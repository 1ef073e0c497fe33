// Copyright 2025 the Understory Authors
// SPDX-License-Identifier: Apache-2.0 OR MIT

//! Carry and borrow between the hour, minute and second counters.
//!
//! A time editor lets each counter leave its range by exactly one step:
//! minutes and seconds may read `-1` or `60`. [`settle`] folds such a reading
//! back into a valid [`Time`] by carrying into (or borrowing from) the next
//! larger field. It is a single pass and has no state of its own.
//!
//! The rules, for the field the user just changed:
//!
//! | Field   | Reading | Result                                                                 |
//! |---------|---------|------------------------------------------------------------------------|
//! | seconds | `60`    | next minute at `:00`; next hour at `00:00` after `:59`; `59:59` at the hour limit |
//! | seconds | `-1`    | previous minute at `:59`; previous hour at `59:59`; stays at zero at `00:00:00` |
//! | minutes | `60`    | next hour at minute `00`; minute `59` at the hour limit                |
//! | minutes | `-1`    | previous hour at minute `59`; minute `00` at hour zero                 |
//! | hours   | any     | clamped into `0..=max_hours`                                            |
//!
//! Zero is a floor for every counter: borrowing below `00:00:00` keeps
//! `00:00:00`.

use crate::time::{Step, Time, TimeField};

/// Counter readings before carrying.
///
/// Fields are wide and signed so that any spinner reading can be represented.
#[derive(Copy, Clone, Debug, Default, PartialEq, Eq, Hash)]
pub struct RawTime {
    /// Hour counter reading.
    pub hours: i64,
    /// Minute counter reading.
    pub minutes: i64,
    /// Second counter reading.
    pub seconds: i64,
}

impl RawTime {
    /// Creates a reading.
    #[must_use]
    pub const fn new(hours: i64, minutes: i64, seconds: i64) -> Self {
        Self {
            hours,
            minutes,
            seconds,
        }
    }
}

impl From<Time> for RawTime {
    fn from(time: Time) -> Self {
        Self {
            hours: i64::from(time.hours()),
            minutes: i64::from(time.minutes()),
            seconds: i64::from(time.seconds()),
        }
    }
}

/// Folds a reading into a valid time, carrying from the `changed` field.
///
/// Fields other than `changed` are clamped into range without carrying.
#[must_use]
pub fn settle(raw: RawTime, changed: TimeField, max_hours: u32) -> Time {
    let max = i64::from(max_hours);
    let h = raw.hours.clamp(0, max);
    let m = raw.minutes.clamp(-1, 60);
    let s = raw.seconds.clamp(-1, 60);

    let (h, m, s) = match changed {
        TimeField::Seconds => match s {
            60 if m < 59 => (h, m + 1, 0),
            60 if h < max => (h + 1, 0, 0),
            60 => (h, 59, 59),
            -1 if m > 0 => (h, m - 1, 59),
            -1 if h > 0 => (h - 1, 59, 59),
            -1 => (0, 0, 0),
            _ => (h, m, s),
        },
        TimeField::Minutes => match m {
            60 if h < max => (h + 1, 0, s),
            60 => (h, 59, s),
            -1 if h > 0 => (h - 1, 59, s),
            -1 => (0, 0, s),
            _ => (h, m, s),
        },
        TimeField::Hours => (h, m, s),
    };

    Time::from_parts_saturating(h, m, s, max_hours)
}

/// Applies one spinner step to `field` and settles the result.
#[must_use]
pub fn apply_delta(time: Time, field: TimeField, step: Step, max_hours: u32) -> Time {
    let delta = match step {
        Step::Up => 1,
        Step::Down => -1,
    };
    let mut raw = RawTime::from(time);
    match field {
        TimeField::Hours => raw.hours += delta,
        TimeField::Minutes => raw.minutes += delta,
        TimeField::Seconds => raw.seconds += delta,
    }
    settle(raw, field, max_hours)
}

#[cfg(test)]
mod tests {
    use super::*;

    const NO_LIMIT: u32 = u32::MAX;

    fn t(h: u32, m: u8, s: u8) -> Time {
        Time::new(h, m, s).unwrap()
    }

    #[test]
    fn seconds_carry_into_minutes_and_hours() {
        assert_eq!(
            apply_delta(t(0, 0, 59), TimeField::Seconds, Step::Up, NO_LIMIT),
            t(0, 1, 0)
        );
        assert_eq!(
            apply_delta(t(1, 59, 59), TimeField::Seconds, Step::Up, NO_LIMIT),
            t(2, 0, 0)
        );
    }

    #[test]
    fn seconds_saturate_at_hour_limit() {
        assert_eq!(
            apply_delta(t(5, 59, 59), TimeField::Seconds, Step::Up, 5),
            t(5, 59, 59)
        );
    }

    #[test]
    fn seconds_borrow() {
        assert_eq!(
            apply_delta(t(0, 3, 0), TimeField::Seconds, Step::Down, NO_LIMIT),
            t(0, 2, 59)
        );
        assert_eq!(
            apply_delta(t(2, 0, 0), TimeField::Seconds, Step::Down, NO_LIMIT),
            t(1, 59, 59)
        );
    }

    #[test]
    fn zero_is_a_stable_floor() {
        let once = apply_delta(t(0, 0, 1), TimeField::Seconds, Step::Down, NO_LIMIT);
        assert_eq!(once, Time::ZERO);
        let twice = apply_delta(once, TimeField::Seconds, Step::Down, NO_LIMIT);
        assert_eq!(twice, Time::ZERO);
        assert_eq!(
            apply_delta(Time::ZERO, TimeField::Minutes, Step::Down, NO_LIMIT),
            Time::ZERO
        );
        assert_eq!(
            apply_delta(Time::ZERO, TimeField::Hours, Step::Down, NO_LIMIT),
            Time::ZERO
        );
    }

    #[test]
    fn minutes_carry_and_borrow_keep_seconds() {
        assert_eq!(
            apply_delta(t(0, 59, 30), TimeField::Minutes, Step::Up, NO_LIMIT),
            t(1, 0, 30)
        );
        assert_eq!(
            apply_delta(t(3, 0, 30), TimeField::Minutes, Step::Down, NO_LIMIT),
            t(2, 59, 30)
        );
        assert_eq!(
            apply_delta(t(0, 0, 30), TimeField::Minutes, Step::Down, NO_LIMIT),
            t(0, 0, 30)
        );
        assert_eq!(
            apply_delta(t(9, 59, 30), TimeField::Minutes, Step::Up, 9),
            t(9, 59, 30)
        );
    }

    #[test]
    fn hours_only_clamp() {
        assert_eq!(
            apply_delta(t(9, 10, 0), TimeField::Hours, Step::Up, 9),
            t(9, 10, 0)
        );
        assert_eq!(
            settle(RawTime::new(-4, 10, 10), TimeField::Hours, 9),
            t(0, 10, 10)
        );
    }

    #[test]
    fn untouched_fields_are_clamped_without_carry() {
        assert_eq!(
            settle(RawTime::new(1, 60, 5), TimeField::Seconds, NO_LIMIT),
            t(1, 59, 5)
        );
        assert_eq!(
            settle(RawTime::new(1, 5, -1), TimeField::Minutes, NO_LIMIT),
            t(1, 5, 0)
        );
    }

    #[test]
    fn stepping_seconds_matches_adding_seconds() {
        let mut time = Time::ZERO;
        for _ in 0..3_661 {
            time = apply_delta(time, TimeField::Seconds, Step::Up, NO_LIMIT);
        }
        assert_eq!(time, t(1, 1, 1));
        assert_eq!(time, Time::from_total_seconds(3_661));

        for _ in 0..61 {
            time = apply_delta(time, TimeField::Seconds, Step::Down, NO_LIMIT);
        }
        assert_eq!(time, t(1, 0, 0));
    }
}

•••••

Your task is to restate, word for word, the lines from the beginning of the records to the line with "previous minute at", inclusive.

## Task output
repository 1ef073e0c497fe33
// Copyright 2025 the Understory Authors
// SPDX-License-Identifier: Apache-2.0 OR MIT

//! Carry and borrow between the hour, minute and second counters.
//!
//! A time editor lets each counter leave its range by exactly one step:
//! minutes and seconds may read `-1` or `60`. [`settle`] folds such a reading
//! back into a valid [`Time`] by carrying into (or borrowing from) the next
//! larger field. It is a single pass and has no state of its own.
//!
//! The rules, for the field the user just changed:
//!
//! | Field   | Reading | Result                                                                 |
//! |---------|---------|------------------------------------------------------------------------|
//! | seconds | `60`    | next minute at `:00`; next hour at `00:00` after `:59`; `59:59` at the hour limit |
//! | seconds | `-1`    | previous minute at `:59`; previous hour at `59:59`; stays at zero at `00:00:00` |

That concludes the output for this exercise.